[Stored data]
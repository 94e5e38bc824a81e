//! `sum` and `mul`: combine every input series into one

use super::Function;
use crate::error::Result;
use crate::query::evaluator::check_operand_count;
use crate::query::math::combine;
use crate::query::{Argument, MathOp};
use crate::series::SeriesMap;

pub(super) fn arithmetic(op: MathOp, args: &[Argument], input: SeriesMap) -> Result<SeriesMap> {
    check_operand_count(op, input.len())?;

    // `sum(false)` zero-fills gaps instead of averaging neighbours
    let use_average = !matches!(args.first(), Some(Argument::Boolean(false)));

    let combined = combine(op, input.into_iter().collect(), use_average)?;
    let name = if op == MathOp::Multiply {
        Function::Multiply.name()
    } else {
        Function::Sum.name()
    };

    Ok(combined
        .into_iter()
        .map(|(id, values)| (id.with_label(name), values))
        .collect())
}

#[cfg(test)]
mod tests {
    use super::*;
    use crate::functions::test_support::{context, id, list};
    use crate::models::MetricId;
    use pretty_assertions::assert_eq;

    #[test]
    fn test_sum_with_gap_averaging() {
        let input = context(vec![
            (id("host1"), list(&[(0, 1.0), (1, 2.0), (2, 3.0)])),
            (id("host2"), list(&[(0, 10.0), (2, 30.0)])),
        ]);
        let result = arithmetic(MathOp::Add, &[], input).unwrap();

        let expected_id = MetricId::new("host1+host2", "cpu", "load").with_label("sum");
        assert_eq!(result.get(&expected_id).unwrap().double_values(), vec![11.0, 22.0, 33.0]);
    }

    #[test]
    fn test_sum_with_zero_fill() {
        let input = context(vec![
            (id("host1"), list(&[(0, 1.0), (1, 2.0), (2, 3.0)])),
            (id("host2"), list(&[(0, 10.0), (2, 30.0)])),
        ]);
        let result = arithmetic(MathOp::Add, &[Argument::Boolean(false)], input).unwrap();
        assert_eq!(result.values().next().unwrap().double_values(), vec![11.0, 2.0, 33.0]);
    }

    #[test]
    fn test_mul() {
        let input = context(vec![
            (id("a"), list(&[(0, 2.0), (1, 3.0)])),
            (id("b"), list(&[(0, 4.0), (1, 5.0)])),
            (id("c"), list(&[(0, 0.5), (1, 2.0)])),
        ]);
        let result = arithmetic(MathOp::Multiply, &[], input).unwrap();

        let (result_id, values) = result.iter().next().unwrap();
        assert_eq!(result_id.device, "a*b*c");
        assert_eq!(result_id.label.as_deref(), Some("mul"));
        assert_eq!(values.double_values(), vec![4.0, 30.0]);
    }

    #[test]
    fn test_single_series_is_rejected() {
        let input = context(vec![(id("a"), list(&[(0, 2.0)]))]);
        assert_eq!(
            arithmetic(MathOp::Add, &[], input).unwrap_err().to_string(),
            "Trying to perform + on a single value"
        );
    }
}
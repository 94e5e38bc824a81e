//! Persisted alert and action definitions

use std::fmt;

use chrono::{DateTime, Utc};
use serde::{Deserialize, Serialize};

/// A stored alert definition
#[derive(Debug, Clone, PartialEq, Serialize, Deserialize)]
pub struct AlertRecord {
    /// Unique identifier
    pub alert_id: i64,

    /// Alert query text, e.g. `m("host1","cpu","load") > 0.9 for 5m do page`
    pub query: String,

    /// Whether the alert is evaluated
    #[serde(default = "default_enabled")]
    pub enabled: bool,

    /// When the definition last changed
    #[serde(default = "Utc::now")]
    pub modified_at: DateTime<Utc>,
}

fn default_enabled() -> bool {
    true
}

impl AlertRecord {
    /// Create an enabled record
    pub fn new(alert_id: i64, query: impl Into<String>) -> Self {
        Self {
            alert_id,
            query: query.into(),
            enabled: true,
            modified_at: Utc::now(),
        }
    }
}

impl fmt::Display for AlertRecord {
    fn fmt(&self, f: &mut fmt::Formatter<'_>) -> fmt::Result {
        if !self.enabled {
            write!(f, "DISABLED: ")?;
        }
        write!(f, "{}: {}", self.alert_id, self.query)
    }
}

/// How an action is delivered
#[derive(Debug, Clone, PartialEq, Eq, Serialize, Deserialize)]
#[serde(tag = "type", rename_all = "snake_case")]
pub enum ActionKind {
    /// Write the alert to the log
    Log,
    /// Email notification
    Email {
        /// Recipient addresses
        to: Vec<String>,
    },
    /// Text message through a carrier gateway
    Sms {
        /// Carrier whose gateway delivers the message
        carrier: String,
        /// Phone number
        number: String,
    },
}

/// A named action an alert query refers to with `do <name>`
#[derive(Debug, Clone, PartialEq, Eq, Serialize, Deserialize)]
pub struct ActionRecord {
    /// Unique identifier
    pub action_id: i64,

    /// Name used in alert queries
    pub name: String,

    /// Delivery details
    #[serde(flatten)]
    pub kind: ActionKind,
}

impl ActionRecord {
    /// Create an action record
    pub fn new(action_id: i64, name: impl Into<String>, kind: ActionKind) -> Self {
        Self {
            action_id,
            name: name.into(),
            kind,
        }
    }
}

impl fmt::Display for ActionRecord {
    fn fmt(&self, f: &mut fmt::Formatter<'_>) -> fmt::Result {
        write!(f, "{}: {} ", self.action_id, self.name)?;
        match &self.kind {
            ActionKind::Log => write!(f, "log"),
            ActionKind::Email { to } => write!(f, "email {}", to.join(",")),
            ActionKind::Sms { carrier, number } => write!(f, "sms {carrier} {number}"),
        }
    }
}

#### What is expected
Each record is to be reproduced exactly as it appears.

#### Output of the exercise
repository 94e5e38bc824a81e
//! `sum` and `mul`: combine every input series into one

use super::Function;
use crate::error::Result;
use crate::query::evaluator::check_operand_count;
use crate::query::math::combine;
use crate::query::{Argument, MathOp};
use crate::series::SeriesMap;

pub(super) fn arithmetic(op: MathOp, args: &[Argument], input: SeriesMap) -> Result<SeriesMap> {
    check_operand_count(op, input.len())?;

    // `sum(false)` zero-fills gaps instead of averaging neighbours
    let use_average = !matches!(args.first(), Some(Argument::Boolean(false)));

    let combined = combine(op, input.into_iter().collect(), use_average)?;
    let name = if op == MathOp::Multiply {
        Function::Multiply.name()
    } else {
        Function::Sum.name()
    };

    Ok(combined
        .into_iter()
        .map(|(id, values)| (id.with_label(name), values))
        .collect())
}

#[cfg(test)]
mod tests {
    use super::*;
    use crate::functions::test_support::{context, id, list};
    use crate::models::MetricId;
    use pretty_assertions::assert_eq;

    #[test]
    fn test_sum_with_gap_averaging() {
        let input = context(vec![
            (id("host1"), list(&[(0, 1.0), (1, 2.0), (2, 3.0)])),
            (id("host2"), list(&[(0, 10.0), (2, 30.0)])),
        ]);
        let result = arithmetic(MathOp::Add, &[], input).unwrap();

        let expected_id = MetricId::new("host1+host2", "cpu", "load").with_label("sum");
        assert_eq!(result.get(&expected_id).unwrap().double_values(), vec![11.0, 22.0, 33.0]);
    }

    #[test]
    fn test_sum_with_zero_fill() {
        let input = context(vec![
            (id("host1"), list(&[(0, 1.0), (1, 2.0), (2, 3.0)])),
            (id("host2"), list(&[(0, 10.0), (2, 30.0)])),
        ]);
        let result = arithmetic(MathOp::Add, &[Argument::Boolean(false)], input).unwrap();
        assert_eq!(result.values().next().unwrap().double_values(), vec![11.0, 2.0, 33.0]);
    }

    #[test]
    fn test_mul() {
        let input = context(vec![
            (id("a"), list(&[(0, 2.0), (1, 3.0)])),
            (id("b"), list(&[(0, 4.0), (1, 5.0)])),
            (id("c"), list(&[(0, 0.5), (1, 2.0)])),
        ]);
        let result = arithmetic(MathOp::Multiply, &[], input).unwrap();

        let (result_id, values) = result.iter().next().unwrap();
        assert_eq!(result_id.device, "a*b*c");
        assert_eq!(result_id.label.as_deref(), Some("mul"));
        assert_eq!(values.double_values(), vec![4.0, 30.0]);
    }

    #[test]
    fn test_single_series_is_rejected() {
        let input = context(vec![(id("a"), list(&[(0, 2.0)]))]);
        assert_eq!(
            arithmetic(MathOp::Add, &[], input).unwrap_err().to_string(),
            "Trying to perform + on a single value"
        );
    }
}
repository 94e5e38bc824a81e
//! Persisted alert and action definitions

use std::fmt;

use chrono::{DateTime, Utc};
use serde::{Deserialize, Serialize};

/// A stored alert definition
#[derive(Debug, Clone, PartialEq, Serialize, Deserialize)]
pub struct AlertRecord {
    /// Unique identifier
    pub alert_id: i64,

    /// Alert query text, e.g. `m("host1","cpu","load") > 0.9 for 5m do page`
    pub query: String,

    /// Whether the alert is evaluated
    #[serde(default = "default_enabled")]
    pub enabled: bool,

    /// When the definition last changed
    #[serde(default = "Utc::now")]
    pub modified_at: DateTime<Utc>,
}

fn default_enabled() -> bool {
    true
}

impl AlertRecord {
    /// Create an enabled record
    pub fn new(alert_id: i64, query: impl Into<String>) -> Self {
        Self {
            alert_id,
            query: query.into(),
            enabled: true,
            modified_at: Utc::now(),
        }
    }
}

impl fmt::Display for AlertRecord {
    fn fmt(&self, f: &mut fmt::Formatter<'_>) -> fmt::Result {
        if !self.enabled {
            write!(f, "DISABLED: ")?;
        }
        write!(f, "{}: {}", self.alert_id, self.query)
    }
}

/// How an action is delivered
#[derive(Debug, Clone, PartialEq, Eq, Serialize, Deserialize)]
#[serde(tag = "type", rename_all = "snake_case")]
pub enum ActionKind {
    /// Write the alert to the log
    Log,
    /// Email notification
    Email {
        /// Recipient addresses
        to: Vec<String>,
    },
    /// Text message through a carrier gateway
    Sms {
        /// Carrier whose gateway delivers the message
        carrier: String,
        /// Phone number
        number: String,
    },
}

/// A named action an alert query refers to with `do <name>`
#[derive(Debug, Clone, PartialEq, Eq, Serialize, Deserialize)]
pub struct ActionRecord {
    /// Unique identifier
    pub action_id: i64,

    /// Name used in alert queries
    pub name: String,

    /// Delivery details
    #[serde(flatten)]
    pub kind: ActionKind,
}

impl ActionRecord {
    /// Create an action record
    pub fn new(action_id: i64, name: impl Into<String>, kind: ActionKind) -> Self {
        Self {
            action_id,
            name: name.into(),
            kind,
        }
    }
}

impl fmt::Display for ActionRecord {
    fn fmt(&self, f: &mut fmt::Formatter<'_>) -> fmt::Result {
        write!(f, "{}: {} ", self.action_id, self.name)?;
        match &self.kind {
            ActionKind::Log => write!(f, "log"),
            ActionKind::Email { to } => write!(f, "email {}", to.join(",")),
            ActionKind::Sms { carrier, number } => write!(f, "sms {carrier} {number}"),
        }
    }
}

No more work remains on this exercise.